“…for in gathering the weeds you would uproot the wheat…” Matthew 13:24-30 (NRSV)
My family never had a garden when we were kids (unless the potted geraniums in the air shaft count). When my Mom finally had the chance to create her first-ever vegetable garden, my now-adult sister was more than willing to lend a hand, but she didn’t have much experience planting and weeding. I remember her coming in from the garden on a hot afternoon and announcing, “I finally figured out how to tell a weed from a vegetable seedling. You pull it out, and if it grows back, it was a weed.”

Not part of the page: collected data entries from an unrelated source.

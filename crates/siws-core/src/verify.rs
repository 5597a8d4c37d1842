/*
[INPUT]:  Issued challenge and signed response
[OUTPUT]: Typed verdict on whether the response proves key control
[POS]:    Protocol core - challenge/response verification
[UPDATE]: When verification checks or the signature scheme change
*/

use chrono::{DateTime, Duration, Utc};
use ed25519_dalek::{Signature, Verifier, VerifyingKey};
use thiserror::Error;
use url::Url;

use crate::challenge::{ChallengeError, SignInChallenge};
use crate::message;
use crate::response::SignInResponse;

/// Tolerated clock skew between issuer and verifier, seconds
const CLOCK_SKEW_SECS: i64 = 60;

/// Default acceptance window for `issuedAt`, seconds
const DEFAULT_MAX_AGE_SECS: i64 = 600;

/// Reasons a sign-in response fails verification
///
/// Every variant is security-relevant and must be surfaced to the caller,
/// never swallowed.
#[derive(Error, Debug, Clone, Copy, PartialEq, Eq)]
pub enum VerifyError {
    #[error("challenge domain does not match the requesting origin")]
    DomainMismatch,

    #[error("challenge URI host does not match the challenge domain")]
    UriMismatch,

    #[error("challenge issued in the future")]
    NotYetValid,

    #[error("challenge expired")]
    Expired,

    #[error("account address does not match the account public key")]
    AccountMismatch,

    #[error("account public key is not a valid Ed25519 key")]
    MalformedKey,

    #[error("signed message does not match the issued challenge")]
    MessageMismatch,

    #[error("signature does not verify against the account public key")]
    SignatureInvalid,
}

/// Verifies sign-in responses against the challenge actually issued.
///
/// Stateless, pure, and safe to call repeatedly. The same verifier runs
/// client-side and server-side so the canonical-message reconstruction rule
/// lives in exactly one place.
#[derive(Debug, Clone)]
pub struct SignInVerifier {
    expected_domain: String,
    max_age: Duration,
    clock_skew: Duration,
}

impl SignInVerifier {
    /// Create a verifier bound to the origin expected to request sign-in
    pub fn new(expected_origin: &str) -> Result<Self, ChallengeError> {
        let url = Url::parse(expected_origin)?;
        let expected_domain = url
            .host_str()
            .ok_or_else(|| ChallengeError::MissingHost(expected_origin.to_string()))?
            .to_string();

        Ok(Self {
            expected_domain,
            max_age: Duration::seconds(DEFAULT_MAX_AGE_SECS),
            clock_skew: Duration::seconds(CLOCK_SKEW_SECS),
        })
    }

    /// Override the acceptance window for `issuedAt`
    pub fn with_max_age(mut self, max_age: Duration) -> Self {
        self.max_age = max_age;
        self
    }

    /// Domain this verifier accepts challenges for
    pub fn expected_domain(&self) -> &str {
        &self.expected_domain
    }

    /// Verify that `response` legitimately covers `challenge`.
    ///
    /// `Ok(())` means the response is fully valid: the challenge is bound
    /// to this verifier's origin, inside its time window, the signed bytes
    /// equal the canonical reconstruction, and the signature verifies
    /// against the account key.
    pub fn verify(
        &self,
        challenge: &SignInChallenge,
        response: &SignInResponse,
    ) -> Result<(), VerifyError> {
        self.verify_at(challenge, response, Utc::now())
    }

    /// Deterministic variant; `now` is the verification instant
    pub fn verify_at(
        &self,
        challenge: &SignInChallenge,
        response: &SignInResponse,
        now: DateTime<Utc>,
    ) -> Result<(), VerifyError> {
        if challenge.domain != self.expected_domain {
            return Err(VerifyError::DomainMismatch);
        }

        if let Some(uri) = &challenge.uri {
            if uri.host_str() != Some(challenge.domain.as_str()) {
                return Err(VerifyError::UriMismatch);
            }
        }

        if challenge.issued_at > now + self.clock_skew {
            return Err(VerifyError::NotYetValid);
        }
        if now > challenge.issued_at + self.max_age {
            return Err(VerifyError::Expired);
        }
        if let Some(expiration) = challenge.expiration_time {
            if now > expiration {
                return Err(VerifyError::Expired);
            }
        }

        let key_bytes: [u8; 32] = response
            .account
            .public_key
            .as_slice()
            .try_into()
            .map_err(|_| VerifyError::MalformedKey)?;
        if bs58::encode(&key_bytes).into_string() != response.account.address {
            return Err(VerifyError::AccountMismatch);
        }

        // Bytes must match the issued challenge before any signature
        // cryptography runs.
        let expected = message::message_bytes(challenge, &response.account.address);
        if expected != response.signed_message {
            return Err(VerifyError::MessageMismatch);
        }

        let key = VerifyingKey::from_bytes(&key_bytes).map_err(|_| VerifyError::MalformedKey)?;
        let signature = Signature::from_slice(&response.signature)
            .map_err(|_| VerifyError::SignatureInvalid)?;
        key.verify(&response.signed_message, &signature)
            .map_err(|_| VerifyError::SignatureInvalid)
    }
}
/*
[INPUT]:  Verified accounts and session lifetimes
[OUTPUT]: Trusted-session lookups with expiry
[POS]:    Auth layer - session lifecycle management
[UPDATE]: When adding session refresh or changing storage strategy
*/

use chrono::{DateTime, Duration, Utc};
use std::sync::{Arc, RwLock};

use siws_core::SignInAccount;

/// How a session was established
#[derive(Debug, Clone, Copy, PartialEq, Eq)]
pub enum AuthMethod {
    /// Unexpired stored session reused without prompting
    CachedSession,
    /// Wallet silently reconnected a trusted origin
    TrustedReconnect,
    /// Fresh challenge signed and verified
    SignIn,
}

/// Stored session data with metadata
#[derive(Debug, Clone)]
pub struct SessionData {
    pub account: SignInAccount,
    pub method: AuthMethod,
    pub established_at: DateTime<Utc>,
    pub expires_at: DateTime<Utc>,
}

/// Thread-safe in-memory session store
#[derive(Debug, Clone)]
pub struct SessionManager {
    data: Arc<RwLock<Option<SessionData>>>,
}

impl SessionManager {
    /// Create a new empty session store
    pub fn new() -> Self {
        Self {
            data: Arc::new(RwLock::new(None)),
        }
    }

    /// Record a session established by `method`
    pub fn set_session(&self, account: SignInAccount, method: AuthMethod, ttl_secs: u64) {
        let established_at = Utc::now();
        let session = SessionData {
            account,
            method,
            established_at,
            expires_at: established_at + Duration::seconds(ttl_secs as i64),
        };

        let mut guard = self.data.write().unwrap();
        *guard = Some(session);
    }

    /// Current session if one exists and has not expired
    pub fn active_session(&self) -> Option<SessionData> {
        let guard = self.data.read().unwrap();
        guard
            .as_ref()
            .filter(|session| Utc::now() < session.expires_at)
            .cloned()
    }

    /// Check if no usable session is stored
    pub fn is_expired(&self) -> bool {
        self.active_session().is_none()
    }

    /// Drop the stored session
    pub fn clear(&self) {
        let mut guard = self.data.write().unwrap();
        *guard = None;
    }
}

impl Default for SessionManager {
    fn default() -> Self {
        Self::new()
    }
}
/*
[INPUT]:  A freshly generated Solana keypair and relying-party defaults
[OUTPUT]: A verified sign-in round trip printed step by step
[POS]:    Examples - local sign-in flow demonstration
[UPDATE]: When the sign-in flow changes
*/

use siws_client::*;

/// Example: local sign-in round trip
///
/// This example demonstrates the complete flow without a backend:
/// 1. Build a challenge bound to the relying-party origin
/// 2. Sign it with an in-process keypair gateway
/// 3. Verify the response against the issued challenge
#[tokio::main]
async fn main() {
    println!("=== Sign-In Example ===\n");

    let origin = "https://corgis.example";

    let gateway = match KeypairGateway::generate() {
        Ok(gateway) => gateway,
        Err(e) => {
            eprintln!("Failed to create keypair gateway: {}", e);
            return;
        }
    };
    println!("✓ Keypair gateway created for {}", gateway.address());

    let factory = ChallengeFactory::new(ChallengeConfig::default());
    let challenge = match factory.create_challenge(origin) {
        Ok(challenge) => challenge,
        Err(e) => {
            eprintln!("Failed to create challenge: {}", e);
            return;
        }
    };
    println!("✓ Challenge issued for {} (nonce {})", challenge.domain, challenge.nonce);

    let response = match gateway.sign_in(&challenge).await {
        Ok(response) => response,
        Err(e) => {
            eprintln!("Signer rejected the challenge: {}", e);
            return;
        }
    };
    println!("✓ Challenge signed ({} byte message)", response.signed_message.len());

    let verifier = match SignInVerifier::new(origin) {
        Ok(verifier) => verifier,
        Err(e) => {
            eprintln!("Failed to create verifier: {}", e);
            return;
        }
    };

    match verifier.verify(&challenge, &response) {
        Ok(()) => println!("✓ Sign-in verified for {}", response.account.address),
        Err(e) => println!("✗ Verification failed: {}", e),
    }

    // The spoofed fixture must fail the same check
    let spoofed = factory.create_spoofed_challenge();
    if let Ok(response) = gateway.sign_in(&spoofed).await {
        match verifier.verify(&spoofed, &response) {
            Ok(()) => println!("✗ Spoofed challenge unexpectedly verified"),
            Err(e) => println!("✓ Spoofed challenge rejected: {}", e),
        }
    }

    println!("\n✓ Sign-in example complete");
}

That’s exactly what the landowner in Jesus’ parable is trying to avoid. His servants tell him there are weeds sprouting among the good grain, and they ask permission to get rid of the interlopers. A little Roundup, some aggressive tilling, and the monoculture will be restored in no time. But the owner of the field says, “No; for in gathering the weeds, you would uproot the grain as well.”
Sometimes it’s awfully hard to tell the weeds from the late bloomers. A “weed,” after all, is just a plant growing where someone thinks it doesn’t belong. Nip it in the bud, and you will never know what fruit it might have borne.
It’s the mistake George Zimmerman made, when he pulled the trigger on Trayvon Martin.
Be patient with us, God, as we learn to be patient gardeners.